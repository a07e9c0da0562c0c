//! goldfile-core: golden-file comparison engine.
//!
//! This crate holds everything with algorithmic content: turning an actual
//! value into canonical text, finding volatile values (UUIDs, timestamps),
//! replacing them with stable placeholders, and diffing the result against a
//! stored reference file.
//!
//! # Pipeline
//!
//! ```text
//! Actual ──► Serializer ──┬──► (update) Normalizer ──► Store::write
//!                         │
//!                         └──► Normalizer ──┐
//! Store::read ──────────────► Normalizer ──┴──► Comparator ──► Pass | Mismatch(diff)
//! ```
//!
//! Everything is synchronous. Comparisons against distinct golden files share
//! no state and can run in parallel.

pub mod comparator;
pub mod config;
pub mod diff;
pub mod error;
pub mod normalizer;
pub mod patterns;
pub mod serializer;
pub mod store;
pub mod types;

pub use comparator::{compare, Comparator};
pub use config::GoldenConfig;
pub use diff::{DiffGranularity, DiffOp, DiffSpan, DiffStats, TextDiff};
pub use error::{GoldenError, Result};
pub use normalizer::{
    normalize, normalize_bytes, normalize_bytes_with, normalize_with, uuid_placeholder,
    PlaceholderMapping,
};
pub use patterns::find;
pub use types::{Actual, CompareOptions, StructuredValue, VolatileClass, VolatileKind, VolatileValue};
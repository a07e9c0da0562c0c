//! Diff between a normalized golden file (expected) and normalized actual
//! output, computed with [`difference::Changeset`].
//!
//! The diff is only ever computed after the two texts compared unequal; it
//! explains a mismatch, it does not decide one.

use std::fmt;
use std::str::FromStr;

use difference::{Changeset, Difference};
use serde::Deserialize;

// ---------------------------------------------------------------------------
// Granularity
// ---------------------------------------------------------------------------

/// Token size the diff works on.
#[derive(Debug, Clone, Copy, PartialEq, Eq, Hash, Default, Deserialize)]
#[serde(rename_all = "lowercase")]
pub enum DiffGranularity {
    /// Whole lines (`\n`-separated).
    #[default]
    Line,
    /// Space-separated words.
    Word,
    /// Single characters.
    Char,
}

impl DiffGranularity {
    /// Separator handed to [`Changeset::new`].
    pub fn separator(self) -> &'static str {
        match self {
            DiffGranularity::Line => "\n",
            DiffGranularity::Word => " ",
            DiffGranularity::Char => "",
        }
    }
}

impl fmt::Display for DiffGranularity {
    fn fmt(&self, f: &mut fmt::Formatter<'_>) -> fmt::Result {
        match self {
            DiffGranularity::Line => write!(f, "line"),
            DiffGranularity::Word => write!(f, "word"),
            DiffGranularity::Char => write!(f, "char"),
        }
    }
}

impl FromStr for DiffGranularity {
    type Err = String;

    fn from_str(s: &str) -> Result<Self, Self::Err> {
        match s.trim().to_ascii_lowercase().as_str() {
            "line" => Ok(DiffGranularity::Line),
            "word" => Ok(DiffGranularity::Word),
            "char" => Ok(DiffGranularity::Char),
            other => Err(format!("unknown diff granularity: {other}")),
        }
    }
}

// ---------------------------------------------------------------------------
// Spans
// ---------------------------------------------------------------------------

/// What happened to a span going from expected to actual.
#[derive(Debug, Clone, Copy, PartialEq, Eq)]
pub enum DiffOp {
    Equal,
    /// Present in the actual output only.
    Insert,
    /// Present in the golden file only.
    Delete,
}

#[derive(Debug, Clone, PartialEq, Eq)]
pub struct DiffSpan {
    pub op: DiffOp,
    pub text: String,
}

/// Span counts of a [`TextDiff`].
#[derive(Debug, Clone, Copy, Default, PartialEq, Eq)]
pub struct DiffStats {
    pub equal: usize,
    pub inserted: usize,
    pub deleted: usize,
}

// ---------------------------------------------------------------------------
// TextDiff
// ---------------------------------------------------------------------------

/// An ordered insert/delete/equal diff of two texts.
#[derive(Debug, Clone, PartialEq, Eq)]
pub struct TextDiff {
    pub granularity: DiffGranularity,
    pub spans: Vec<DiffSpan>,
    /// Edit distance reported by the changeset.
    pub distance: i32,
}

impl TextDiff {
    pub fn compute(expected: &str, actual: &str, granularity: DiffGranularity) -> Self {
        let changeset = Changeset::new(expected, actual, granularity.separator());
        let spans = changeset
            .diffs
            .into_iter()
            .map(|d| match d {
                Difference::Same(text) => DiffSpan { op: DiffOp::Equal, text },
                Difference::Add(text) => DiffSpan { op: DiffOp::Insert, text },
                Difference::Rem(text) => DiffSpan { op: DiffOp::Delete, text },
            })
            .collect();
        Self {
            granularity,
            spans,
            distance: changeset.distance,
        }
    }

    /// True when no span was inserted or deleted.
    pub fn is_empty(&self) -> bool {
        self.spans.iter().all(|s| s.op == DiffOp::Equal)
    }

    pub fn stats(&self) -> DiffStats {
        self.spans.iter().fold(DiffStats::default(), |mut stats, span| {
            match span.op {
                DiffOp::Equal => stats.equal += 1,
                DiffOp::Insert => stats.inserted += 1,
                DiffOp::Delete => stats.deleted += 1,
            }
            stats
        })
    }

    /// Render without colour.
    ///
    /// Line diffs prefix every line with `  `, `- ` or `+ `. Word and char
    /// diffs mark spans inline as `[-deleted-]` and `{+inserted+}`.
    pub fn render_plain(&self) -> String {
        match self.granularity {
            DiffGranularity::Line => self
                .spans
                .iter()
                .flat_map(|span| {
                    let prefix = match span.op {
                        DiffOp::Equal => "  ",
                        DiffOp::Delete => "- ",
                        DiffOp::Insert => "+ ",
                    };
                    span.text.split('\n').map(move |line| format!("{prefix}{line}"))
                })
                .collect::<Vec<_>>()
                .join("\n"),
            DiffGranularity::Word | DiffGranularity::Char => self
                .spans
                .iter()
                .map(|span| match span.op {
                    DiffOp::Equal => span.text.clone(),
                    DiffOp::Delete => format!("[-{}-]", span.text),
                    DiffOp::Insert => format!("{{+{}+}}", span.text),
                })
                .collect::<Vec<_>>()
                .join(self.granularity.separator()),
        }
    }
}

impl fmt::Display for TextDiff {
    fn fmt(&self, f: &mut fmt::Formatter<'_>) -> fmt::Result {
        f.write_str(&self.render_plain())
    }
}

_What is needed_
Retype each record in full, please.

_Result_
repository a07e9c0da0562c0c
//! goldfile-core: golden-file comparison engine.
//!
//! This crate holds everything with algorithmic content: turning an actual
//! value into canonical text, finding volatile values (UUIDs, timestamps),
//! replacing them with stable placeholders, and diffing the result against a
//! stored reference file.
//!
//! # Pipeline
//!
//! ```text
//! Actual ──► Serializer ──┬──► (update) Normalizer ──► Store::write
//!                         │
//!                         └──► Normalizer ──┐
//! Store::read ──────────────► Normalizer ──┴──► Comparator ──► Pass | Mismatch(diff)
//! ```
//!
//! Everything is synchronous. Comparisons against distinct golden files share
//! no state and can run in parallel.

pub mod comparator;
pub mod config;
pub mod diff;
pub mod error;
pub mod normalizer;
pub mod patterns;
pub mod serializer;
pub mod store;
pub mod types;

pub use comparator::{compare, Comparator};
pub use config::GoldenConfig;
pub use diff::{DiffGranularity, DiffOp, DiffSpan, DiffStats, TextDiff};
pub use error::{GoldenError, Result};
pub use normalizer::{
    normalize, normalize_bytes, normalize_bytes_with, normalize_with, uuid_placeholder,
    PlaceholderMapping,
};
pub use patterns::find;
pub use types::{Actual, CompareOptions, StructuredValue, VolatileClass, VolatileKind, VolatileValue};
repository a07e9c0da0562c0c
//! Diff between a normalized golden file (expected) and normalized actual
//! output, computed with [`difference::Changeset`].
//!
//! The diff is only ever computed after the two texts compared unequal; it
//! explains a mismatch, it does not decide one.

use std::fmt;
use std::str::FromStr;

use difference::{Changeset, Difference};
use serde::Deserialize;

// ---------------------------------------------------------------------------
// Granularity
// ---------------------------------------------------------------------------

/// Token size the diff works on.
#[derive(Debug, Clone, Copy, PartialEq, Eq, Hash, Default, Deserialize)]
#[serde(rename_all = "lowercase")]
pub enum DiffGranularity {
    /// Whole lines (`\n`-separated).
    #[default]
    Line,
    /// Space-separated words.
    Word,
    /// Single characters.
    Char,
}

impl DiffGranularity {
    /// Separator handed to [`Changeset::new`].
    pub fn separator(self) -> &'static str {
        match self {
            DiffGranularity::Line => "\n",
            DiffGranularity::Word => " ",
            DiffGranularity::Char => "",
        }
    }
}

impl fmt::Display for DiffGranularity {
    fn fmt(&self, f: &mut fmt::Formatter<'_>) -> fmt::Result {
        match self {
            DiffGranularity::Line => write!(f, "line"),
            DiffGranularity::Word => write!(f, "word"),
            DiffGranularity::Char => write!(f, "char"),
        }
    }
}

impl FromStr for DiffGranularity {
    type Err = String;

    fn from_str(s: &str) -> Result<Self, Self::Err> {
        match s.trim().to_ascii_lowercase().as_str() {
            "line" => Ok(DiffGranularity::Line),
            "word" => Ok(DiffGranularity::Word),
            "char" => Ok(DiffGranularity::Char),
            other => Err(format!("unknown diff granularity: {other}")),
        }
    }
}

// ---------------------------------------------------------------------------
// Spans
// ---------------------------------------------------------------------------

/// What happened to a span going from expected to actual.
#[derive(Debug, Clone, Copy, PartialEq, Eq)]
pub enum DiffOp {
    Equal,
    /// Present in the actual output only.
    Insert,
    /// Present in the golden file only.
    Delete,
}

#[derive(Debug, Clone, PartialEq, Eq)]
pub struct DiffSpan {
    pub op: DiffOp,
    pub text: String,
}

/// Span counts of a [`TextDiff`].
#[derive(Debug, Clone, Copy, Default, PartialEq, Eq)]
pub struct DiffStats {
    pub equal: usize,
    pub inserted: usize,
    pub deleted: usize,
}

// ---------------------------------------------------------------------------
// TextDiff
// ---------------------------------------------------------------------------

/// An ordered insert/delete/equal diff of two texts.
#[derive(Debug, Clone, PartialEq, Eq)]
pub struct TextDiff {
    pub granularity: DiffGranularity,
    pub spans: Vec<DiffSpan>,
    /// Edit distance reported by the changeset.
    pub distance: i32,
}

impl TextDiff {
    pub fn compute(expected: &str, actual: &str, granularity: DiffGranularity) -> Self {
        let changeset = Changeset::new(expected, actual, granularity.separator());
        let spans = changeset
            .diffs
            .into_iter()
            .map(|d| match d {
                Difference::Same(text) => DiffSpan { op: DiffOp::Equal, text },
                Difference::Add(text) => DiffSpan { op: DiffOp::Insert, text },
                Difference::Rem(text) => DiffSpan { op: DiffOp::Delete, text },
            })
            .collect();
        Self {
            granularity,
            spans,
            distance: changeset.distance,
        }
    }

    /// True when no span was inserted or deleted.
    pub fn is_empty(&self) -> bool {
        self.spans.iter().all(|s| s.op == DiffOp::Equal)
    }

    pub fn stats(&self) -> DiffStats {
        self.spans.iter().fold(DiffStats::default(), |mut stats, span| {
            match span.op {
                DiffOp::Equal => stats.equal += 1,
                DiffOp::Insert => stats.inserted += 1,
                DiffOp::Delete => stats.deleted += 1,
            }
            stats
        })
    }

    /// Render without colour.
    ///
    /// Line diffs prefix every line with `  `, `- ` or `+ `. Word and char
    /// diffs mark spans inline as `[-deleted-]` and `{+inserted+}`.
    pub fn render_plain(&self) -> String {
        match self.granularity {
            DiffGranularity::Line => self
                .spans
                .iter()
                .flat_map(|span| {
                    let prefix = match span.op {
                        DiffOp::Equal => "  ",
                        DiffOp::Delete => "- ",
                        DiffOp::Insert => "+ ",
                    };
                    span.text.split('\n').map(move |line| format!("{prefix}{line}"))
                })
                .collect::<Vec<_>>()
                .join("\n"),
            DiffGranularity::Word | DiffGranularity::Char => self
                .spans
                .iter()
                .map(|span| match span.op {
                    DiffOp::Equal => span.text.clone(),
                    DiffOp::Delete => format!("[-{}-]", span.text),
                    DiffOp::Insert => format!("{{+{}+}}", span.text),
                })
                .collect::<Vec<_>>()
                .join(self.granularity.separator()),
        }
    }
}

impl fmt::Display for TextDiff {
    fn fmt(&self, f: &mut fmt::Formatter<'_>) -> fmt::Result {
        f.write_str(&self.render_plain())
    }
}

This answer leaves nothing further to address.